Problem: Logs Corrupt Progress Bars

Standard print() and logging statements can break Rich progress bar rendering.

Solution: RichHandler

Use Rich's logging handler for proper integration:

import logging
from rich.logging import RichHandler

# Shared console for progress and logs
console = Console()

# Configure logging with RichHandler
logging.basicConfig(
    level="INFO",
    format="%(message)s",
    datefmt="[%X]",
    handlers=[RichHandler(console=console)],
)

logger = logging.getLogger("ml_cli")

# Now logs and progress bars work together
with Progress(console=console) as progress:
    task = progress.add_task("Training", total=100)

    for i in range(100):
        logger.info(f"Epoch {i+1} completed")  # Won't corrupt progress bar
        progress.update(task, advance=1)

Multi-Process Logging (DataLoader Workers)

PyTorch DataLoader with num_workers > 0 creates child processes. Logs from workers can break Rich layouts.

Solution: QueueHandler Pattern

import logging
from logging.handlers import QueueHandler, QueueListener
import multiprocessing as mp
from rich.logging import RichHandler

def setup_logging(queue: mp.Queue):
    """Setup logging for worker processes."""
    handler = QueueHandler(queue)
    root = logging.getLogger()
    root.addHandler(handler)
    root.setLevel(logging.INFO)

def worker_init_fn(queue: mp.Queue):
    """Initialize logging in DataLoader workers."""
    setup_logging(queue)

# Main process
if __name__ == "__main__":
    # Create queue for log records
    log_queue = mp.Queue()

    # Create listener in main process
    rich_handler = RichHandler(console=console)
    listener = QueueListener(log_queue, rich_handler)
    listener.start()

    # Create DataLoader with worker logging
    from torch.utils.data import DataLoader
    dataloader = DataLoader(
        dataset,
        batch_size=32,
        num_workers=4,
        worker_init_fn=lambda worker_id: worker_init_fn(log_queue),
    )

    # Training loop
    with Progress(console=console) as progress:
        task = progress.add_task("Training", total=len(dataloader))

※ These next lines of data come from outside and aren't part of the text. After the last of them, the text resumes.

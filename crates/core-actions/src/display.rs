//! Display command group (§6): selection toggling, one-hop prereq/dependent
//! selection, deselect-all, and the two task-creation shortcuts. Camera
//! pan/zoom and display-cursor navigation are pure viewport state owned by
//! the display driver (`ox-bin`) — they never touch `World` and aren't
//! modeled here.
//!
//! Selection uses `Task::mode_edit`, the same flag `core-parser`'s
//! `ProjectionFilter::EditMode` reads to decide which tasks get written back
//! out to text. A display-selected task is, by construction, a task the
//! editor view is currently showing.

use core_state::{Constraints, TaskId, World};

#[derive(Debug, Clone, Copy, PartialEq, Eq)]
pub enum DisplayCommand {
    SelectionToggle,
    SelectPrereqOne,
    SelectDependentOne,
    SelectNone,
    TaskCreateSplit,
    TaskCreateSuccessor,
}

/// Apply a display command. `focus` is the task currently under the
/// display-cursor, if any; it's consulted by `SelectionToggle` and the two
/// creation commands, and used as a selection seed when nothing is selected
/// yet.
pub fn apply_display_command(world: &mut World, cmd: DisplayCommand, focus: Option<TaskId>) {
    match cmd {
        DisplayCommand::SelectionToggle => {
            if let Some(id) = focus {
                if world.tasks.try_task(id).is_some() {
                    let task = world.tasks.task_mut(id);
                    task.mode_edit = !task.mode_edit;
                }
            }
        }
        DisplayCommand::SelectPrereqOne => hop_select(world, focus, Hop::Prereq),
        DisplayCommand::SelectDependentOne => hop_select(world, focus, Hop::Dependent),
        DisplayCommand::SelectNone => {
            let live: Vec<TaskId> = world.tasks.for_each_live().map(|(id, _)| id).collect();
            for id in live {
                world.tasks.task_mut(id).mode_edit = false;
            }
        }
        DisplayCommand::TaskCreateSplit => selected_or_focus(world, focus, task_create_split),
        DisplayCommand::TaskCreateSuccessor => {
            selected_or_focus(world, focus, task_create_successor)
        }
    }
}

enum Hop {
    Prereq,
    Dependent,
}

/// Select one hop of prereqs/dependents out of every currently-selected
/// task, seeding from `focus` when nothing is selected yet. Mirrors the
/// original's `keybind_display_select_prereq`/`select_dependent` handlers,
/// which mark a `dependents`/`prereqs` edge's tasks edit-mode from a
/// snapshot of the current selection.
fn hop_select(world: &mut World, focus: Option<TaskId>, hop: Hop) {
    let mut base: Vec<TaskId> = world
        .tasks
        .for_each_live()
        .filter(|(_, t)| t.mode_edit)
        .map(|(id, _)| id)
        .collect();
    if base.is_empty() {
        base.extend(focus);
    }
    let mut newly_selected = Vec::new();
    for id in base {
        let Some(task) = world.tasks.try_task(id) else {
            continue;
        };
        match hop {
            Hop::Prereq => newly_selected.extend(task.prereqs.iter().copied()),
            Hop::Dependent => newly_selected.extend(task.dependents.iter().copied()),
        }
    }
    for id in newly_selected {
        if world.tasks.try_task(id).is_some() {
            world.tasks.task_mut(id).mode_edit = true;
        }
    }
}

/// Run `f` over every currently-selected task, or over `focus` alone if
/// nothing is selected, matching the original's "snapshot `mode_edit`, then
/// act on each snapshotted task" shape used by the split/successor handlers.
fn selected_or_focus(world: &mut World, focus: Option<TaskId>, f: fn(&mut World, TaskId)) {
    let mut selected: Vec<TaskId> = world
        .tasks
        .for_each_live()
        .filter(|(_, t)| t.mode_edit)
        .map(|(id, _)| id)
        .collect();
    if selected.is_empty() {
        selected.extend(focus);
    }
    for id in selected {
        f(world, id);
    }
}

/// Generate an unused name `"{base}1"`, `"{base}2"`, ... for a task spawned
/// from `base`, mirroring `task_name_generate`'s numeric-suffix probing.
fn generate_task_name(world: &World, base: &str) -> String {
    let mut i: u32 = 1;
    loop {
        let candidate = format!("{base}{i}");
        if world.tasks.get(&candidate).is_none() {
            return candidate;
        }
        i += 1;
    }
}

/// Split `id` into two sequential tasks: halve its duration, create a new
/// task covering the remainder with the same users and status color, and
/// repoint every dependent that prereq'd `id` onto the new task instead (so
/// the new task sits between `id` and what used to depend on it). Mirrors
/// the original's `task_create_split`.
fn task_create_split(world: &mut World, id: TaskId) {
    let Some(base) = world.tasks.try_task(id) else {
        return;
    };
    let base_name = base.name.clone();
    let base_users: Vec<_> = base.users.iter().copied().collect();
    let base_duration = base.day_duration;
    let base_status = base.status_color;
    let base_had_fixed_end = base.constraints.contains(Constraints::HAS_FIXED_END);
    let base_day_end = base.day_end;
    let base_dependents: Vec<TaskId> = base.dependents.iter().copied().collect();

    let new_name = generate_task_name(world, &base_name);
    let new_id = world.tasks.find_or_create(&new_name);

    let mut new_duration = base_duration / 2;
    if new_duration <= 0 {
        new_duration = 1;
    }

    {
        let new_task = world.tasks.task_mut(new_id);
        new_task.mode_edit = true;
        new_task.schedule_done = false;
        new_task.status_color = base_status;
        new_task.constraints |= Constraints::HAS_DURATION;
        new_task.day_duration = new_duration;
        for user in &base_users {
            let _ = new_task.users.insert(*user, "users");
        }
        if base_had_fixed_end {
            new_task.constraints |= Constraints::HAS_FIXED_END;
            new_task.day_end = base_day_end;
        }
        let _ = new_task.prereqs.insert(id, "prereqs");
    }

    {
        let base_mut = world.tasks.task_mut(id);
        base_mut.day_duration = new_duration;
        if base_had_fixed_end {
            base_mut.constraints.remove(Constraints::HAS_FIXED_END);
        }
    }

    for dep_id in base_dependents {
        if let Some(dep) = world.tasks.try_task(dep_id) {
            if dep.prereqs.contains(id) {
                let dep_mut = world.tasks.task_mut(dep_id);
                dep_mut.prereqs.remove(id);
                let _ = dep_mut.prereqs.insert(new_id, "prereqs");
            }
        }
    }

    world.tasks.rebuild_dependents();
}

/// Create a new task whose only prereq is `id`, named after it and carrying
/// its users/status color/duration forward. Mirrors the original's
/// `task_create_successor`.
fn task_create_successor(world: &mut World, id: TaskId) {
    let Some(base) = world.tasks.try_task(id) else {
        return;
    };
    let base_name = base.name.clone();
    let base_users: Vec<_> = base.users.iter().copied().collect();
    let base_duration = base.day_duration;
    let base_status = base.status_color;

    let new_name = generate_task_name(world, &base_name);
    let new_id = world.tasks.find_or_create(&new_name);
    {
        let new_task = world.tasks.task_mut(new_id);
        new_task.mode_edit = true;
        new_task.schedule_done = false;
        new_task.status_color = base_status;
        new_task.constraints |= Constraints::HAS_DURATION;
        new_task.day_duration = base_duration;
        for user in &base_users {
            let _ = new_task.users.insert(*user, "users");
        }
        let _ = new_task.prereqs.insert(id, "prereqs");
    }
    world.tasks.rebuild_dependents();
}
//! Selection propagation between the editor and display views, and the
//! symbol-rename command, per §4.H.
//!
//! The editor and display halves of the workbench share one underlying task
//! graph but look at it through different cursors (`world.cursors` into the
//! text buffer vs. a display-cursor's focused `TaskId`). After every parse
//! the editor cursor's resolved entity retargets the display cursor; after
//! every display-side navigation the display cursor's task retargets the
//! editor cursor to that task's first line. Symbol rename fans out from
//! whichever side the cursor was on to every task that textually references
//! the renamed name, then re-deploys a multi-cursor over the regenerated
//! text.

use core_parser::serialize::{serialize, ProjectionFilter};
use core_state::{EntityRef, TaskId, World};
use core_text::cursor::{Cursor, CursorList};
use core_text::Buffer;

/// Resolve the editor cursor's entity to the task its display-side
/// counterpart should now focus. Returns `None` for a `User` or unresolved
/// cursor — neither has a single task-display to retarget onto.
pub fn editor_cursor_to_display_task(world: &World) -> Option<TaskId> {
    match world.resolved_entity {
        EntityRef::Task(id) | EntityRef::Prereq(id) => Some(id),
        EntityRef::User(_) | EntityRef::None => None,
    }
}

/// After a display-side arrow navigation lands on `display_task`, reposition
/// the editor cursor to the first line whose `line_task` names it. A miss
/// (task has no line, e.g. it's on a collapsed/non-edit-mode block) leaves
/// the editor cursor untouched.
pub fn display_navigate_to_editor(world: &mut World, display_task: TaskId) {
    let Some(row) = world
        .line_task
        .iter()
        .position(|lt| *lt == Some(display_task))
    else {
        return;
    };
    let offset = world.buffer.offset_of(core_text::Position::new(row, 0));
    let cursor = Cursor::at_offset(&world.buffer, offset);
    world.cursors.clear_to_single(cursor);
}

/// The entity's own name: a task's or a prereq-reference's task name, or a
/// user's name.
fn entity_name(world: &World, entity: EntityRef) -> Option<String> {
    match entity {
        EntityRef::Task(id) | EntityRef::Prereq(id) => {
            world.tasks.try_task(id).map(|t| t.name.clone())
        }
        EntityRef::User(uid) => world.users.try_user(uid).map(|u| u.name.clone()),
        EntityRef::None => None,
    }
}

/// Every task that textually references `entity`: a task (or a prereq
/// reference to one) reaches itself and its dependents; a user reaches
/// every task it's assigned to.
fn referencing_tasks(world: &World, entity: EntityRef) -> Vec<TaskId> {
    match entity {
        EntityRef::Task(id) | EntityRef::Prereq(id) => {
            let mut tasks = vec![id];
            if let Some(task) = world.tasks.try_task(id) {
                tasks.extend(task.dependents.iter().copied());
            }
            tasks
        }
        EntityRef::User(uid) => world
            .users
            .try_user(uid)
            .map(|u| u.tasks.iter().copied().collect())
            .unwrap_or_default(),
        EntityRef::None => Vec::new(),
    }
}

/// Find every non-overlapping occurrence of `needle` in `haystack`, scanning
/// left to right and advancing past each match.
fn find_all_occurrences(haystack: &str, needle: &str) -> Vec<usize> {
    if needle.is_empty() {
        return Vec::new();
    }
    let mut out = Vec::new();
    let mut start = 0;
    while start <= haystack.len() {
        match haystack[start..].find(needle) {
            Some(pos) => {
                let abs = start + pos;
                out.push(abs);
                start = abs + needle.len();
            }
            None => break,
        }
    }
    out
}

/// Regenerate `world.buffer` (and `world.line_task`) from the current
/// edit-mode projection of the task graph. Any command that changes which
/// tasks are edit-mode, or creates a task that should appear in the editor,
/// must call this before the next reparse — otherwise the reparse runs
/// against the stale buffer, never visits the newly edit-mode task(s), and
/// `core-parser`'s unvisited-edit-mode sweep destroys them as abandoned.
pub fn regenerate_edit_mode_text(world: &mut World) -> anyhow::Result<()> {
    let serialized = serialize(world, ProjectionFilter::EditMode);
    world.buffer = Buffer::from_str(world.buffer.name.clone(), &serialized.text)?;
    world.line_task = serialized.line_task;
    Ok(())
}

/// Run the symbol-rename command (§4.H): resolve the cursor entity, mark
/// every referencing task edit-mode, regenerate the edit-mode text
/// projection, then deploy one cursor at the end of every occurrence of the
/// entity's name in the regenerated text. Falls back to a single reset
/// cursor when the entity doesn't resolve to a name, or when no occurrence
/// is found, mirroring the original's `editor_cursor_reset` fallback.
pub fn symbol_rename(world: &mut World) -> anyhow::Result<()> {
    let entity = world.resolved_entity;
    let Some(name) = entity_name(world, entity) else {
        world.cursors.reset(&world.buffer);
        return Ok(());
    };

    for id in referencing_tasks(world, entity) {
        if world.tasks.try_task(id).is_some() {
            world.tasks.task_mut(id).mode_edit = true;
        }
    }

    regenerate_edit_mode_text(world)?;

    let haystack = world.buffer.slice_bytes(0, world.buffer.len_bytes());
    let occurrences = find_all_occurrences(&haystack, &name);

    if occurrences.is_empty() {
        world.cursors.reset(&world.buffer);
        return Ok(());
    }
    let mut rebuilt = CursorList::new();
    for start in occurrences {
        let end = start + name.len();
        rebuilt.push(Cursor::at_offset(&world.buffer, end));
    }
    world.cursors = rebuilt;
    Ok(())
}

        for batch in dataloader:
            # Worker logs are properly handled
            process_batch(batch)
            progress.update(task, advance=1)

    # Cleanup
    listener.stop()

Real-World ML CLI Examples

Complete Training Script

# src/ml_cli/commands/train.py
import typer
from typing_extensions import Annotated
from pathlib import Path
from rich.progress import Progress, SpinnerColumn, BarColumn, TaskProgressColumn
from rich.console import Console
from hydra import compose, initialize
import torch
import logging
from rich.logging import RichHandler

app = typer.Typer()
console = Console()

# Setup logging
logging.basicConfig(
    level="INFO",
    format="%(message)s",
    handlers=[RichHandler(console=console)],
)
logger = logging.getLogger(__name__)

def load_config(config_name: str, overrides: list[str]):
    """Load Hydra configuration."""
    with initialize(version_base=None, config_path="../../configs"):
        cfg = compose(config_name=config_name, overrides=overrides)
    return cfg

@app.command()
def start(
    config: Annotated[str, typer.Option(help="Config name")] = "config",
    overrides: Annotated[list[str], typer.Option("--override", "-o")] = None,
    checkpoint: Annotated[Path | None, typer.Option(help="Resume from checkpoint")] = None,
    debug: Annotated[bool, typer.Option(help="Fast dev run")] = False,
):
    """
    Start model training.

    Example:
        python main.py train start --config baseline -o model.lr=0.001
    """
    if overrides is None:
        overrides = []

    # Load configuration
    logger.info("Loading configuration...")
    cfg = load_config(config, overrides)

    if debug:
        cfg.trainer.fast_dev_run = True
        logger.warning("Debug mode: fast_dev_run enabled")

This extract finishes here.